(NOTE: This was originally published in October 2022 🙂👻)
Halloween is around the corner. Buckle up for a spooky engineering ghost story.
A few years ago, I worked as a software engineer at a large company building a video streaming service. Our first customer was a major professional sports league who would be using our service to broadcast a livestream of their games once a week to millions of viewers; an opportunity that was both exciting and terrifying!
‍When we signed on to the project, our service didn’t actually exist yet. But the league’s broadcast schedule certainly did. 🙂 The launch date was rock solid, and the service had to be able to handle all traffic being sent to us.
‍Is this where the scary part of the story begins? Nope! We had a fantastic engineering team and an architecture design we believed in. The schedule was tight, but we were confident we’d be able to hit our launch date. We put our heads down and got to work.

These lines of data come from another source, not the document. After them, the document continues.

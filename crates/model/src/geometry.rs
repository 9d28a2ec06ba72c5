//! Point and rectangle types in virtual-desktop pixel space.
//!
//! The virtual desktop spans every connected display. Its origin is the
//! top-left of the primary display, so coordinates may be negative for
//! displays arranged to the left of or above the primary.

use serde::{Deserialize, Serialize};

/// A point in virtual-desktop pixels.
#[derive(Debug, Clone, Copy, PartialEq, Default, Serialize, Deserialize)]
pub struct Point {
    pub x: f64,
    pub y: f64,
}

impl Point {
    pub const fn new(x: f64, y: f64) -> Self {
        Self { x, y }
    }

    /// Euclidean distance to another point.
    pub fn distance_to(&self, other: &Point) -> f64 {
        ((self.x - other.x).powi(2) + (self.y - other.y).powi(2)).sqrt()
    }
}

impl From<(f64, f64)> for Point {
    fn from((x, y): (f64, f64)) -> Self {
        Self { x, y }
    }
}

/// An axis-aligned rectangle in virtual-desktop pixels.
///
/// The rectangle is half-open: it contains its left and top edges but not
/// its right and bottom edges, so adjacent displays never both claim a
/// point on their shared seam.
#[derive(Debug, Clone, Copy, PartialEq, Serialize, Deserialize)]
pub struct Rect {
    /// Left edge.
    pub x: f64,
    /// Top edge.
    pub y: f64,
    /// Width in pixels.
    pub width: f64,
    /// Height in pixels.
    pub height: f64,
}

impl Rect {
    pub const fn new(x: f64, y: f64, width: f64, height: f64) -> Self {
        Self {
            x,
            y,
            width,
            height,
        }
    }

    /// Right edge (exclusive).
    pub fn right(&self) -> f64 {
        self.x + self.width
    }

    /// Bottom edge (exclusive).
    pub fn bottom(&self) -> f64 {
        self.y + self.height
    }

    /// The center point of this rectangle.
    pub fn center(&self) -> Point {
        Point::new(self.x + self.width / 2.0, self.y + self.height / 2.0)
    }

    /// Check if a point lies within this rectangle.
    pub fn contains(&self, point: Point) -> bool {
        point.x >= self.x && point.x < self.right() && point.y >= self.y && point.y < self.bottom()
    }

    /// Grow (positive) or shrink (negative) the rectangle on every side.
    ///
    /// Shrinking past zero collapses to an empty rectangle at the center.
    pub fn inset(&self, amount: f64) -> Rect {
        let width = (self.width - 2.0 * amount).max(0.0);
        let height = (self.height - 2.0 * amount).max(0.0);
        let center = self.center();
        Rect::new(
            center.x - width / 2.0,
            center.y - height / 2.0,
            width,
            height,
        )
    }

    /// Whether `point` lies within `margin` pixels of any edge, on either
    /// side of it.
    pub fn near_edge(&self, point: Point, margin: f64) -> bool {
        if margin <= 0.0 {
            return false;
        }
        self.inset(-margin).contains(point) && !self.inset(margin).contains(point)
    }

    /// Smallest rectangle covering both inputs.
    pub fn union(&self, other: &Rect) -> Rect {
        let x = self.x.min(other.x);
        let y = self.y.min(other.y);
        let right = self.right().max(other.right());
        let bottom = self.bottom().max(other.bottom());
        Rect::new(x, y, right - x, bottom - y)
    }

    pub fn area(&self) -> f64 {
        self.width * self.height
    }
}

#[cfg(test)]
mod tests {
    use super::*;

    #[test]
    fn test_contains_is_half_open() {
        let r = Rect::new(0.0, 0.0, 1920.0, 1080.0);
        assert!(r.contains(Point::new(0.0, 0.0)));
        assert!(r.contains(Point::new(1919.5, 1079.5)));
        assert!(!r.contains(Point::new(1920.0, 500.0)));
        assert!(!r.contains(Point::new(500.0, 1080.0)));
    }

    #[test]
    fn test_center() {
        let r = Rect::new(0.0, 0.0, 1920.0, 1080.0);
        assert_eq!(r.center(), Point::new(960.0, 540.0));
    }

    #[test]
    fn test_near_edge_inside_and_outside() {
        let r = Rect::new(0.0, 0.0, 1920.0, 1080.0);
        assert!(r.near_edge(Point::new(10.0, 500.0), 50.0));
        assert!(r.near_edge(Point::new(1900.0, 500.0), 50.0));
        assert!(r.near_edge(Point::new(-20.0, 500.0), 50.0));
        assert!(!r.near_edge(Point::new(960.0, 540.0), 50.0));
        assert!(!r.near_edge(Point::new(-200.0, 500.0), 50.0));
        assert!(!r.near_edge(Point::new(10.0, 500.0), 0.0));
    }

    #[test]
    fn test_inset_collapses() {
        let r = Rect::new(0.0, 0.0, 40.0, 40.0);
        let shrunk = r.inset(50.0);
        assert_eq!(shrunk.area(), 0.0);
        assert_eq!(shrunk.center(), r.center());
    }

    #[test]
    fn test_union_covers_negative_origin() {
        let left = Rect::new(-1920.0, 0.0, 1920.0, 1080.0);
        let main = Rect::new(0.0, 0.0, 2560.0, 1440.0);
        let all = left.union(&main);
        assert_eq!(all, Rect::new(-1920.0, 0.0, 4480.0, 1440.0));
    }

    #[test]
    fn test_point_distance() {
        let a = Point::new(0.0, 0.0);
        let b = Point::new(3.0, 4.0);
        assert!((a.distance_to(&b) - 5.0).abs() < 1e-9);
    }
}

‍A few weeks before the first broadcast, we were feeling pretty good. The service was built, sans some finishing touches. The team was in the home stretch of load testing to make sure the service would hold up to the traffic at game time, and everything was business as usual.
‍But then…
‍We got our first realistic sample data set from our customer, and we integrated it into our load tests. It did not go smoothly. Based on our budget and our estimates for how much data we would need to store, we had configured a maximum read and write capacity for DynamoDB. But during the load test, we found that we were dramatically exceeding that capacity and running into DynamoDB throttles. Our service failed. Hard.
Be afraid. Be very afraid.
Uh oh. It’s only a few weeks until our first broadcast, and we have a major problem. In our architecture design, there were data we needed to store for each individual viewer watching the broadcast to keep track of where they were in the stream. We had decided to store this data in DynamoDB. After investigating the traffic that the broadcaster was sending us, we discovered the size of the payload for each viewer might be up to 10x larger than our estimates. This required 10x the IOPs on DynamoDB—and 10x the costs!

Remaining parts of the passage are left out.